44. Combining goes and landsat data using rioxarray#

44.1. Introduction#

This notebook shows how to clip landsat and goes images to the same bounding box. This could be useful to provide largescale atmospheric context, to check the data, or to fill in missing data (although the pixel sizes are completely different (3 km for GOES and 30 m for Landsat)

New material:

  1. I read the GOES image and crop it to a bounding box using the satpy module

  2. I create a set of python objects to hold the image extent, a point on the image and the bounding box using the [pydantic module](pydantic library

  3. I define a new function find_bounds that uses type hints to specify the required types for function parameters. This extra safety isn’t particularly useful for short programs using Jupyter notebooks, but it is very helpful when writing code that will be put in a library and used by other people. Not required for your assignments, see this type checking guide for more information.

44.1.1. To install#

  • you’ll need to install satpy and pydantic into the a301 environment

    conda install pydantic
    conda install satpy
    
    
  • Download goes_landsat.ipynb from the week8 folder

  • You’ll also need to copy the band 5 hls tif files in the vancouver_2023 folder into a new folder on your drive called ~/repos/a301/satdata/landsat/vancouver_2023

from pathlib import Path
import json

import cartopy
import numpy as np
from matplotlib import pyplot as plt
from pyproj import CRS, Transformer
import rioxarray
import xarray as xr
from cartopy import crs as ccrs
from a301_lib import make_pal
import pyproj
import pydantic
from goes2go.data import goes_nearesttime
from datetime import datetime
/Users/phil/mini310/envs/a301/lib/python3.13/site-packages/goes2go/data.py:673: FutureWarning: 'H' is deprecated and will be removed in a future version. Please use 'h' instead of 'H'.
  within=pd.to_timedelta(config["nearesttime"].get("within", "1h")),
/Users/phil/mini310/envs/a301/lib/python3.13/site-packages/goes2go/NEW.py:185: FutureWarning: 'H' is deprecated and will be removed in a future version. Please use 'h' instead of 'H'.
  within=pd.to_timedelta(config["nearesttime"].get("within", "1h")),

44.2. Get the original hls tif files from disk#

This cell finds all the 3660 x 3660 landsat tifs we downloaded in the satdata/landsat/vancouver folder. We can use the * wildcard so we don’t have to type in long filenames, and the ** wildcard so we look in all subfolders. If you’re interested here’s the wikipedia entry on globbing

data_dir = Path().home() / 'repos/a301/satdata/landsat'
the_tifs = list(data_dir.glob('**/vancouver_2023/HLS.L30*tif'))
print(the_tifs)
[PosixPath('/Users/phil/repos/a301/satdata/landsat/vancouver_2023/HLS.L30.T10UDV.2023226T190707.v2.0.Fmask.tif'), PosixPath('/Users/phil/repos/a301/satdata/landsat/vancouver_2023/HLS.L30.T10UDV.2023226T190707.v2.0.B05.tif')]

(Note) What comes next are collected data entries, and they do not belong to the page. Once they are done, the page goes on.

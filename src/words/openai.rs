use super::*;
use async_openai::{
    config::OpenAIConfig,
    types::{
        ChatCompletionRequestSystemMessageArgs, ChatCompletionRequestUserMessageArgs,
        CreateChatCompletionRequestArgs,
    },
    Client,
};

const SYSTEM_PROMPT: &str = "You are the word master for a social deduction party game. \
    Reply with exactly what is requested and nothing else - no explanations, \
    no quotes, no extra punctuation.";

/// OpenAI word provider
pub struct OpenAiWordProvider {
    client: Client<OpenAIConfig>,
    model: String,
}

impl OpenAiWordProvider {
    /// Create a new OpenAI provider with the given API key and model
    pub fn new(api_key: String, model: String) -> Self {
        let config = OpenAIConfig::new().with_api_key(api_key);
        let client = Client::with_config(config);

        Self { client, model }
    }

    async fn complete(&self, user_prompt: String, max_tokens: u32) -> WordResult<String> {
        let chat_request = CreateChatCompletionRequestArgs::default()
            .model(&self.model)
            .max_tokens(max_tokens)
            .messages([
                ChatCompletionRequestSystemMessageArgs::default()
                    .content(SYSTEM_PROMPT)
                    .build()
                    .map_err(|e| WordError::Api(e.to_string()))?
                    .into(),
                ChatCompletionRequestUserMessageArgs::default()
                    .content(user_prompt)
                    .build()
                    .map_err(|e| WordError::Api(e.to_string()))?
                    .into(),
            ])
            .build()
            .map_err(|e| WordError::Api(e.to_string()))?;

        let response = self
            .client
            .chat()
            .create(chat_request)
            .await
            .map_err(|e| WordError::Api(e.to_string()))?;

        response
            .choices
            .first()
            .and_then(|choice| choice.message.content.clone())
            .ok_or_else(|| WordError::Parse("no content in response".to_string()))
    }
}

#[async_trait]
impl WordProvider for OpenAiWordProvider {
    async fn generate_word(&self, request: &WordRequest) -> WordResult<String> {
        let text = self.complete(word_prompt(request), 24).await?;
        Ok(text.trim().to_string())
    }

    async fn generate_pair(&self, request: &WordRequest) -> WordResult<WordPair> {
        let text = self.complete(pair_prompt(request), 64).await?;
        parse_pair(&text)
    }

    fn name(&self) -> &str {
        "openai"
    }
}

#[cfg(test)]
mod tests {
    use super::*;
    use crate::types::{Category, Language};

    #[tokio::test]
    #[ignore] // Only run with actual API key
    async fn generates_a_real_word() {
        let api_key = std::env::var("OPENAI_API_KEY").expect("OPENAI_API_KEY not set");
        let provider = OpenAiWordProvider::new(api_key, "gpt-4o-mini".to_string());

        let request = WordRequest {
            category: Category::Animals,
            language: Language::En,
            avoid: vec!["Elephant".to_string()],
        };

        let word = provider.generate_word(&request).await.unwrap();
        assert!(!word.is_empty());
        println!("Generated word: {}", word);
    }
}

44.3. Read band 5 into a dictionary#

Note on the next cell:

  • Because we set masked_and_scale=True, all -9999 values are changed to np.nan and the data is multiplied by the scale factor and converted from int16 to float32

band_dict={}
for tif_path in the_tifs:
    if 'Fmask' in str(tif_path):
        hls_band = rioxarray.open_rasterio(tif_path,
                                           mask_and_scale=False)
        band_name = 'fmask'
    else:
        hls_band = rioxarray.open_rasterio(tif_path,
                                           mask_and_scale=True)
        band_name = hls_band.long_name
    hls_band = hls_band.squeeze()
    print(f"{band_name=}")
    band_dict[band_name] = hls_band
    if 'unit' in hls_band.attrs:
        print(f"{hls_band.unit=}")
band_name='fmask'
band_name='NIR'
landsat_nir = band_dict['NIR']
landsat_crs = pyproj.CRS(landsat_nir.rio.crs)
fig, ax = plt.subplots(1,1,figsize = (6,6))
vmin = 0.0
vmax = 0.5
pal_dict = make_pal(vmin=vmin,vmax=vmax)
landsat_nir.plot.imshow(ax=ax,
                    norm = pal_dict['norm'],
                    cmap = pal_dict['cmap'],
                    extend = "both");
../../_images/193dd53f283db732e8bd9241437bb751d643ad0ba69a9ad567711d233a923eb1.png
a=band_dict['NIR']
np.unique(np.diff(a.x))
array([30.])

44.4. Make some data container objects#

The pydantic library provides a way to create new python types that enforce the order and the type of their internal data. This helps document the code and avoids errors caused by passing the wrong variables into a function.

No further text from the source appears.